[Task directions]
Where the string "ThingDescription" occurs in a line of the entries below, copy that line.

[Dataset entries]
◆ ◆ ◆ ◆
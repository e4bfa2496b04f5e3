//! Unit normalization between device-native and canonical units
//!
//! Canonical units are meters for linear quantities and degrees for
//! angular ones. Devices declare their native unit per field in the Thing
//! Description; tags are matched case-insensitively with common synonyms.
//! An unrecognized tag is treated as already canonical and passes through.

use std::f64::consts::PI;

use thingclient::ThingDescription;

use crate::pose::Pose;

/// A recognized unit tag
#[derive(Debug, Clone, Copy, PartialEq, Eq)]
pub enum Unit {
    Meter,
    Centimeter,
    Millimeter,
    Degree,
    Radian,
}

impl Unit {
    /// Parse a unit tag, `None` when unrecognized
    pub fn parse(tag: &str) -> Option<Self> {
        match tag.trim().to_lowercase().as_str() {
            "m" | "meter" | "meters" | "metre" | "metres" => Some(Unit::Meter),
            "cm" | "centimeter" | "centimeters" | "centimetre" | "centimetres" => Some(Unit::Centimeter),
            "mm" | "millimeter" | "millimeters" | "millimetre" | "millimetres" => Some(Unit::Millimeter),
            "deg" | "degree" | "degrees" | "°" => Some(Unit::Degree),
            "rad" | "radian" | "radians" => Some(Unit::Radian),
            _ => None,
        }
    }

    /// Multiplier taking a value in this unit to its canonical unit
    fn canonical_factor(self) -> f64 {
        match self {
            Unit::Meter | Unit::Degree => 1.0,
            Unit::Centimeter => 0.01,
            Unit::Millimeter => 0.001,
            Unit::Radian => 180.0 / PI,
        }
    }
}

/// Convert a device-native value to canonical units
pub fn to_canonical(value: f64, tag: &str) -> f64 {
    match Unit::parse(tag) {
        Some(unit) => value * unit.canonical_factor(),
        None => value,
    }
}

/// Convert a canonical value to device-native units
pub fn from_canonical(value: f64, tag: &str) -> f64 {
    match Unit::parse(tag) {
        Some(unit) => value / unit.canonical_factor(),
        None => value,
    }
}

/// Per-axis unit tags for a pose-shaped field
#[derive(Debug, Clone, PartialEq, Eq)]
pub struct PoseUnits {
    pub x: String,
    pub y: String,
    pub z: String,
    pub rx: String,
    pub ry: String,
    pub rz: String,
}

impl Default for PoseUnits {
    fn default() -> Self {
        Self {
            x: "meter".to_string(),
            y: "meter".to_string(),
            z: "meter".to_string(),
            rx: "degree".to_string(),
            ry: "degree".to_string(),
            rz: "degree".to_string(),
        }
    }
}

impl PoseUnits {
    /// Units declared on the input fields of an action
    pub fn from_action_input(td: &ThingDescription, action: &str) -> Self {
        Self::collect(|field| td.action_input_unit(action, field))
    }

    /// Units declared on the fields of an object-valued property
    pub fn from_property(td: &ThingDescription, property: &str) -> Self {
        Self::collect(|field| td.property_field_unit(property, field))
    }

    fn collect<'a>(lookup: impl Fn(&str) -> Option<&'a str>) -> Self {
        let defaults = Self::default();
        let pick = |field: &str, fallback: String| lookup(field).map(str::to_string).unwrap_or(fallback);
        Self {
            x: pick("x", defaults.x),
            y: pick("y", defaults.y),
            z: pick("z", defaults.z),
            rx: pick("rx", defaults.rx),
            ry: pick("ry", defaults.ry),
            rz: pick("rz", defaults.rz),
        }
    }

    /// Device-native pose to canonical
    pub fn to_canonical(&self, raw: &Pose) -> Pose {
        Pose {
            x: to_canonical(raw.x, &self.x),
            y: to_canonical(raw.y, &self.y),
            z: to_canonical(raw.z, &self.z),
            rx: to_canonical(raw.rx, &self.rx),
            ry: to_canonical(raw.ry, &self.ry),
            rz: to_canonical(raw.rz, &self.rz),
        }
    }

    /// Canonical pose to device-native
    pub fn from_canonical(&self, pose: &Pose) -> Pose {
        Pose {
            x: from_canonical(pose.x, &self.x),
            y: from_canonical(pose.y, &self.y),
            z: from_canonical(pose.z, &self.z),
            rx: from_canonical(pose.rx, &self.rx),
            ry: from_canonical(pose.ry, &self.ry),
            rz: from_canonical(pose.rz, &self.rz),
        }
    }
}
◆ ◆ ◆ ◆
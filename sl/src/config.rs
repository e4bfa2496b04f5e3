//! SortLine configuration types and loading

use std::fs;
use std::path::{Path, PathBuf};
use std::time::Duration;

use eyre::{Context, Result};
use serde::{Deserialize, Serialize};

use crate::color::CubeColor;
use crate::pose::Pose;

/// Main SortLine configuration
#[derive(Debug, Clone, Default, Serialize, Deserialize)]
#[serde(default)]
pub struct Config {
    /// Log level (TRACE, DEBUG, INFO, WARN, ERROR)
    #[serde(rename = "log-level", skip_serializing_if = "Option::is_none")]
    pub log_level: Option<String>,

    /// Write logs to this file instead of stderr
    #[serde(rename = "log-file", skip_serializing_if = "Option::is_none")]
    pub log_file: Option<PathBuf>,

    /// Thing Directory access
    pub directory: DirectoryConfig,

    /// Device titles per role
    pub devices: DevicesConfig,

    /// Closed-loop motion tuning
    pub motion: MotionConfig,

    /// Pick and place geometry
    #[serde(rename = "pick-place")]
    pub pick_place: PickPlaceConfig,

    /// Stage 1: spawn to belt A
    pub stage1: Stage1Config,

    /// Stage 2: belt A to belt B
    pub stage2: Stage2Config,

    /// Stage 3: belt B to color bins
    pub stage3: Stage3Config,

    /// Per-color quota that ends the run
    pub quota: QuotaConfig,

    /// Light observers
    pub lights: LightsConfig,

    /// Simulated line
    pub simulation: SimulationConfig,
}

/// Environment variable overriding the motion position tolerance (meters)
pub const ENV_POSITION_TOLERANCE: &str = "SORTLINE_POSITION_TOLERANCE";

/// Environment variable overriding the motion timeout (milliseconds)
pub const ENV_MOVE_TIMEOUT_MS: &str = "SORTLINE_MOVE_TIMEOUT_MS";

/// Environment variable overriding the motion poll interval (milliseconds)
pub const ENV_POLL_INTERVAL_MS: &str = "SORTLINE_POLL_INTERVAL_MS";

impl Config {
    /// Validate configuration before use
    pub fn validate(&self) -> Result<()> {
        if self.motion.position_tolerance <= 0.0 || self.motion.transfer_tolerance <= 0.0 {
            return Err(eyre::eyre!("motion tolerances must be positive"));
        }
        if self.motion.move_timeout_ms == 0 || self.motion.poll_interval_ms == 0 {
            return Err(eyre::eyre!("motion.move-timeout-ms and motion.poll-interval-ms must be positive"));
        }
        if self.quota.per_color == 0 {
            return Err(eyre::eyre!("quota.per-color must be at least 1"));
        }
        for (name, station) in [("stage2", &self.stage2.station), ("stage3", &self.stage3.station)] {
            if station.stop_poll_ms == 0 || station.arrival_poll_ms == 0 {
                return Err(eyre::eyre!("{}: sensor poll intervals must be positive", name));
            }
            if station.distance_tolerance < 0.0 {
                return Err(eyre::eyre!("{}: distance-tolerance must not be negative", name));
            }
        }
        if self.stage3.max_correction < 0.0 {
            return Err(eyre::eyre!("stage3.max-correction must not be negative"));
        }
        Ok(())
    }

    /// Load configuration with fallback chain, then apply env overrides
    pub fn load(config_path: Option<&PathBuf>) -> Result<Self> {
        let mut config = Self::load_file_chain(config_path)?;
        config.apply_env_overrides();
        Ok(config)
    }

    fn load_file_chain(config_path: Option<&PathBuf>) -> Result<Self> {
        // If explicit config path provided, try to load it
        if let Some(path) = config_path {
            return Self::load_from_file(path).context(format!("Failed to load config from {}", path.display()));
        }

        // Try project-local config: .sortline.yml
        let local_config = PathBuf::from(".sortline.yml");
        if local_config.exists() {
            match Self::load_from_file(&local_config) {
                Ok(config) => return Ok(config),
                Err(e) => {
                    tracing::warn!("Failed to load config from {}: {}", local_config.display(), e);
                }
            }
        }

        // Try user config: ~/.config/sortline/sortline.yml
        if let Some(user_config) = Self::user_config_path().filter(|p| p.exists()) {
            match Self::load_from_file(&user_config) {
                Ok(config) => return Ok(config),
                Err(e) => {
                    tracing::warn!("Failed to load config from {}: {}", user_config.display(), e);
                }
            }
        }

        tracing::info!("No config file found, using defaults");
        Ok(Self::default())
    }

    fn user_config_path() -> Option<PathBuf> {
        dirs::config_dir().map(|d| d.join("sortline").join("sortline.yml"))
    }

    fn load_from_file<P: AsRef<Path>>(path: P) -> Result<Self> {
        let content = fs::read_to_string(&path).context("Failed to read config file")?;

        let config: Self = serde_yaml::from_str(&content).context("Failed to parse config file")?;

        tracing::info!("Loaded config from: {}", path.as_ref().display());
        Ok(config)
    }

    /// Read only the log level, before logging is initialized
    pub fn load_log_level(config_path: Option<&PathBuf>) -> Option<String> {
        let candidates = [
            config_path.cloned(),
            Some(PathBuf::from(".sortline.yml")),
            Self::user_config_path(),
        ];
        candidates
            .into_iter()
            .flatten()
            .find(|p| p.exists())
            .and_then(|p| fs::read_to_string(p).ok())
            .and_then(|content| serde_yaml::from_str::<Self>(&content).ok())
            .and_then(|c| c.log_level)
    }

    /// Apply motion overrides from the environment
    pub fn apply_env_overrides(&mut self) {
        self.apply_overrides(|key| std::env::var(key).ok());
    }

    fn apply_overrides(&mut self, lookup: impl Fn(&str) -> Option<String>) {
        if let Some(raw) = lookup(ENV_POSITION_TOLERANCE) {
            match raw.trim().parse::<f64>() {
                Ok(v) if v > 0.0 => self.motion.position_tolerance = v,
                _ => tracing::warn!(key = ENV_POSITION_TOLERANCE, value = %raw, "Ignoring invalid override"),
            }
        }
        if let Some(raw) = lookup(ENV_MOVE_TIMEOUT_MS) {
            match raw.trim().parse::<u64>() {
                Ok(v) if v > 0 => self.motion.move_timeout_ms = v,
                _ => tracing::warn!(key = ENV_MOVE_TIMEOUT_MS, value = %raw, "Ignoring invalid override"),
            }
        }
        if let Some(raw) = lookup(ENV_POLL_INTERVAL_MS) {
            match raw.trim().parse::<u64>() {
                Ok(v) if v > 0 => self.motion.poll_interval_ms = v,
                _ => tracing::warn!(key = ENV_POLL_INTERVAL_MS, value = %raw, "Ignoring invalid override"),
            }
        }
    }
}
◆ ◆ ◆ ◆
[Written reply]
use thingclient::ThingDescription;
    pub fn from_action_input(td: &ThingDescription, action: &str) -> Self {
    pub fn from_property(td: &ThingDescription, property: &str) -> Self {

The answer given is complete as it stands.